Task material —
#####

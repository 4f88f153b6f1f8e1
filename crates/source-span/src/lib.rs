//! Source position utilities for astro-parser.
//!
//! This crate provides the byte-offset [`Span`] type carried by every AST
//! node, a [`LineIndex`] for offset ↔ line/column conversion, and the
//! [`code_frame`] renderer used by parse diagnostics.

mod code_frame;
mod line_index;
mod span;

pub use code_frame::code_frame;
pub use line_index::{LineCol, LineIndex};
pub use span::{ByteOffset, Span};
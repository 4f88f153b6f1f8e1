//! Offset ↔ line/column conversion.

use crate::ByteOffset;
use text_size::TextSize;

/// A resolved source position.
///
/// `line` is 0-indexed; diagnostics add one when rendering. `col` is the
/// byte column within the line.
#[derive(Debug, Clone, Copy, PartialEq, Eq, Hash, Default)]
#[cfg_attr(feature = "serde", derive(serde::Serialize, serde::Deserialize))]
pub struct LineCol {
    /// 0-indexed line number.
    pub line: u32,
    /// 0-indexed byte column.
    pub col: u32,
}

impl LineCol {
    /// Creates a new line/column position.
    #[inline]
    pub fn new(line: u32, col: u32) -> Self {
        Self { line, col }
    }
}

/// Precomputed line starts for O(log n) offset → line/column lookups.
#[derive(Debug, Clone)]
pub struct LineIndex {
    /// `line_starts[i]` is the byte offset where line `i` begins.
    line_starts: Vec<ByteOffset>,
}

impl LineIndex {
    /// Builds a line index for the given source text.
    pub fn new(text: &str) -> Self {
        let mut line_starts = vec![TextSize::from(0)];
        for (offset, c) in text.char_indices() {
            if c == '\n' {
                line_starts.push(TextSize::from((offset + 1) as u32));
            }
        }
        Self { line_starts }
    }

    /// Resolves a byte offset to a line/column position.
    ///
    /// Offsets past the last line start are clamped onto the final line.
    pub fn line_col(&self, offset: ByteOffset) -> LineCol {
        let line = match self.line_starts.binary_search(&offset) {
            Ok(line) => line,
            Err(line) => line.saturating_sub(1),
        };
        let line_start = self.line_starts[line];
        LineCol {
            line: line as u32,
            col: u32::from(offset) - u32::from(line_start),
        }
    }
}

#[cfg(test)]
mod tests {
    use super::*;

    #[test]
    fn test_single_line() {
        let index = LineIndex::new("hello world");
        assert_eq!(index.line_col(TextSize::from(6)), LineCol::new(0, 6));
    }

    #[test]
    fn test_multiple_lines() {
        let index = LineIndex::new("---\nlet x = 1;\n---\n<p/>");
        assert_eq!(index.line_col(TextSize::from(0)), LineCol::new(0, 0));
        assert_eq!(index.line_col(TextSize::from(4)), LineCol::new(1, 0));
        assert_eq!(index.line_col(TextSize::from(9)), LineCol::new(1, 5));
        assert_eq!(index.line_col(TextSize::from(19)), LineCol::new(3, 0));
    }

    #[test]
    fn test_offset_past_end_clamps() {
        let index = LineIndex::new("ab\ncd");
        assert_eq!(index.line_col(TextSize::from(40)), LineCol::new(1, 37));
    }
}
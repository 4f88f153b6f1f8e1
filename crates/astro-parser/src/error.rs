//! Parse error types.
//!
//! Parsing is single-shot: the first error aborts the parse and is returned
//! to the caller with a resolved position and a rendered code frame.

use source_span::{code_frame, LineIndex};
use thiserror::Error;

/// The stable, kebab-cased code of a parse error.
#[derive(Debug, Clone, Copy, PartialEq, Eq, Hash)]
pub enum ErrorCode {
    /// Input ended where more was expected.
    UnexpectedEof,
    /// A token other than the expected one was found.
    UnexpectedToken,
    /// Whitespace was required between two tokens.
    MissingWhitespace,
    /// An element was still open at end of input.
    UnclosedElement,
    /// A block was still open at end of input.
    UnclosedBlock,
    /// A tag name failed the tag-name grammar or meta-tag registry.
    InvalidTagName,
    /// A void element was given content or a closing tag.
    InvalidVoidContent,
    /// A closing tag did not match any open element.
    InvalidClosingTag,
    /// An attribute or directive name appeared twice on one tag.
    DuplicateAttribute,
    /// More than one top-level `<style>` tag.
    DuplicateStyle,
    /// More than one front-matter script.
    InvalidScript,
    /// More than one `<astro:head>` tag.
    DuplicateHead,
    /// `<astro:head>` nested inside an element or block.
    InvalidHeadPlacement,
    /// The removed `ref:` directive was used.
    InvalidRefDirective,
    /// A `class:` directive with an empty name.
    InvalidClassDirective,
    /// A directive value that is not a single expression.
    InvalidDirectiveValue,
    /// `{:elseif}` written as one word.
    InvalidElseif,
    /// `{:else if}` outside an `{#if}` block.
    InvalidElseifPlacement,
    /// `{:else}` outside an `{#if}`/`{#each}` block.
    InvalidElsePlacement,
    /// `{:then}` outside an `{#await}` block.
    InvalidThenPlacement,
    /// `{:catch}` outside an `{#await}` block.
    InvalidCatchPlacement,
    /// `{#...}` with an unknown block keyword.
    ExpectedBlockType,
    /// A name was required (each index binding).
    ExpectedName,
    /// `{/...}` with no matching open block.
    UnexpectedBlockClose,
    /// `<astro:component>` without a `this` attribute.
    MissingComponentDefinition,
    /// A `this` attribute that is not a single expression.
    InvalidComponentDefinition,
    /// `<astro:self>` outside a block or component.
    InvalidSelfPlacement,
    /// A syntax error reported by the external JavaScript parser.
    ParseError,
    /// A JavaScript reserved word in identifier position.
    UnexpectedReservedWord,
}

impl ErrorCode {
    /// The kebab-cased code string, stable across releases.
    pub fn as_str(&self) -> &'static str {
        match self {
            ErrorCode::UnexpectedEof => "unexpected-eof",
            ErrorCode::UnexpectedToken => "unexpected-token",
            ErrorCode::MissingWhitespace => "missing-whitespace",
            ErrorCode::UnclosedElement => "unclosed-element",
            ErrorCode::UnclosedBlock => "unclosed-block",
            ErrorCode::InvalidTagName => "invalid-tag-name",
            ErrorCode::InvalidVoidContent => "invalid-void-content",
            ErrorCode::InvalidClosingTag => "invalid-closing-tag",
            ErrorCode::DuplicateAttribute => "duplicate-attribute",
            ErrorCode::DuplicateStyle => "duplicate-style",
            ErrorCode::InvalidScript => "invalid-script",
            ErrorCode::DuplicateHead => "duplicate-head",
            ErrorCode::InvalidHeadPlacement => "invalid-head-placement",
            ErrorCode::InvalidRefDirective => "invalid-ref-directive",
            ErrorCode::InvalidClassDirective => "invalid-class-directive",
            ErrorCode::InvalidDirectiveValue => "invalid-directive-value",
            ErrorCode::InvalidElseif => "invalid-elseif",
            ErrorCode::InvalidElseifPlacement => "invalid-elseif-placement",
            ErrorCode::InvalidElsePlacement => "invalid-else-placement",
            ErrorCode::InvalidThenPlacement => "invalid-then-placement",
            ErrorCode::InvalidCatchPlacement => "invalid-catch-placement",
            ErrorCode::ExpectedBlockType => "expected-block-type",
            ErrorCode::ExpectedName => "expected-name",
            ErrorCode::UnexpectedBlockClose => "unexpected-block-close",
            ErrorCode::MissingComponentDefinition => "missing-component-definition",
            ErrorCode::InvalidComponentDefinition => "invalid-component-definition",
            ErrorCode::InvalidSelfPlacement => "invalid-self-placement",
            ErrorCode::ParseError => "parse-error",
            ErrorCode::UnexpectedReservedWord => "unexpected-reserved-word",
        }
    }
}

impl std::fmt::Display for ErrorCode {
    fn fmt(&self, f: &mut std::fmt::Formatter<'_>) -> std::fmt::Result {
        f.write_str(self.as_str())
    }
}

/// A fatal parse error.
///
/// `line` is 1-based and `column` is a 0-based byte column, both resolved
/// against the trimmed template.
#[derive(Debug, Clone, Error)]
#[error("{message} ({line}:{column})\n{frame}")]
pub struct ParseError {
    /// The stable error code.
    pub code: ErrorCode,
    /// The human-readable message.
    pub message: String,
    /// The byte offset where the error starts.
    pub start: usize,
    /// The byte offset where the error ends.
    pub end: usize,
    /// 1-based error line.
    pub line: u32,
    /// 0-based byte column within the line.
    pub column: u32,
    /// The rendered code frame.
    pub frame: String,
    /// The filename passed in parse options, if any.
    pub filename: Option<String>,
}

impl ParseError {
    /// Builds an error at `start`, resolving its position and code frame
    /// against `source`.
    pub(crate) fn new(
        code: ErrorCode,
        message: impl Into<String>,
        source: &str,
        start: usize,
        filename: Option<&str>,
    ) -> Self {
        let start = start.min(source.len());
        let pos = LineIndex::new(source).line_col((start as u32).into());
        Self {
            code,
            message: message.into(),
            start,
            end: start,
            line: pos.line + 1,
            column: pos.col,
            frame: code_frame(source, pos.line, pos.col),
            filename: filename.map(str::to_owned),
        }
    }

    /// Re-bases an error raised by a nested parse of an embedded snippet
    /// onto the outer template, re-rendering the frame.
    pub(crate) fn rebase(self, outer: &str, offset: usize, filename: Option<&str>) -> Self {
        ParseError::new(self.code, self.message, outer, self.start + offset, filename)
    }
}

#[cfg(test)]
mod tests {
    use super::*;

    #[test]
    fn test_display_includes_position_and_frame() {
        let err = ParseError::new(
            ErrorCode::UnexpectedToken,
            "Expected }",
            "<p>{x\n</p>",
            5,
            None,
        );
        let rendered = err.to_string();
        assert!(rendered.starts_with("Expected } (1:5)\n"));
        assert!(rendered.contains("1: <p>{x"));
        assert_eq!(err.code.as_str(), "unexpected-token");
    }

    #[test]
    fn test_rebase_shifts_position() {
        let inner = ParseError::new(ErrorCode::UnclosedElement, "<b> was left open", "<b>", 0, None);
        let rebased = inner.rebase("{x && <b>}", 6, None);
        assert_eq!(rebased.start, 6);
        assert_eq!(rebased.column, 6);
    }
}
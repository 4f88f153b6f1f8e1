//! Boundary between the template parser and the JavaScript parser.
//!
//! Destructuring contexts such as `{#each items as { id, name }}` carry a
//! JavaScript binding pattern. The template parser scans the pattern text by
//! bracket matching and hands it here for validation, so the heavy parser
//! stays behind a trait and tests can substitute their own.

use swc_common::{sync::Lrc, FileName, SourceMap, Spanned};
use swc_ecma_ast::{AssignTarget, AssignTargetPat, Expr, Pat, SimpleAssignTarget};
use swc_ecma_parser::{lexer::Lexer, Parser, StringInput, Syntax};

/// A failure reported by the JavaScript parser, positioned relative to the
/// start of the parsed snippet.
#[derive(Debug, Clone, PartialEq, Eq)]
pub struct JsParseError {
    pub message: String,
    pub offset: usize,
}

/// Parses JavaScript binding patterns on behalf of the template parser.
///
/// The snippet is always a parenthesized assignment of the form
/// `(<pattern> = 1)`, left-padded so byte offsets inside it line up with the
/// enclosing template.
pub trait JsParser {
    fn parse_pattern(&self, snippet: &str) -> Result<Pat, JsParseError>;
}

/// The default [`JsParser`], backed by swc.
#[derive(Debug, Default, Clone, Copy)]
pub struct SwcParser;

impl JsParser for SwcParser {
    fn parse_pattern(&self, snippet: &str) -> Result<Pat, JsParseError> {
        let cm: Lrc<SourceMap> = Default::default();
        let fm = cm.new_source_file(Lrc::new(FileName::Anon), snippet.to_string());
        let file_start = fm.start_pos;

        let lexer = Lexer::new(
            Syntax::Es(Default::default()),
            Default::default(),
            StringInput::from(&*fm),
            None,
        );
        let mut parser = Parser::new_from(lexer);

        let expr = parser.parse_expr().map_err(|err| {
            let offset = (err.span().lo.0 - file_start.0) as usize;
            JsParseError {
                message: err.into_kind().msg().into_owned(),
                offset,
            }
        })?;
        if let Some(err) = parser.take_errors().into_iter().next() {
            let offset = (err.span().lo.0 - file_start.0) as usize;
            return Err(JsParseError {
                message: err.into_kind().msg().into_owned(),
                offset,
            });
        }

        pattern_from_expr(*expr, snippet)
    }
}

/// Unwraps `(<pattern> = 1)` down to the binding pattern on the left side.
fn pattern_from_expr(expr: Expr, snippet: &str) -> Result<Pat, JsParseError> {
    let mut expr = expr;
    while let Expr::Paren(paren) = expr {
        expr = *paren.expr;
    }
    let Expr::Assign(assign) = expr else {
        return Err(invalid_pattern(snippet));
    };
    match assign.left {
        AssignTarget::Simple(SimpleAssignTarget::Ident(ident)) => Ok(Pat::Ident(ident)),
        AssignTarget::Pat(AssignTargetPat::Array(pat)) => Ok(Pat::Array(pat)),
        AssignTarget::Pat(AssignTargetPat::Object(pat)) => Ok(Pat::Object(pat)),
        _ => Err(invalid_pattern(snippet)),
    }
}

fn invalid_pattern(snippet: &str) -> JsParseError {
    JsParseError {
        message: "Invalid binding pattern".to_string(),
        // Point at the pattern itself, just past the opening paren
        offset: snippet.find('(').map_or(0, |i| i + 1),
    }
}

#[cfg(test)]
mod tests {
    use super::*;

    #[test]
    fn test_identifier_pattern() {
        let pat = SwcParser.parse_pattern("(item = 1)").unwrap();
        assert!(matches!(pat, Pat::Ident(_)));
    }

    #[test]
    fn test_object_pattern() {
        let pat = SwcParser.parse_pattern("({ id, name } = 1)").unwrap();
        assert!(matches!(pat, Pat::Object(_)));
    }

    #[test]
    fn test_array_pattern_with_defaults() {
        let pat = SwcParser.parse_pattern("([first, second = 2] = 1)").unwrap();
        assert!(matches!(pat, Pat::Array(_)));
    }

    #[test]
    fn test_malformed_pattern_reports_offset() {
        let err = SwcParser.parse_pattern("({ id: = 1)").unwrap_err();
        assert!(err.offset <= "({ id: = 1)".len());
    }
}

#####

From the records above, return each line where "DuplicateStyle" occurs.

Solution for this problem —
    DuplicateStyle,
            ErrorCode::DuplicateStyle => "duplicate-style",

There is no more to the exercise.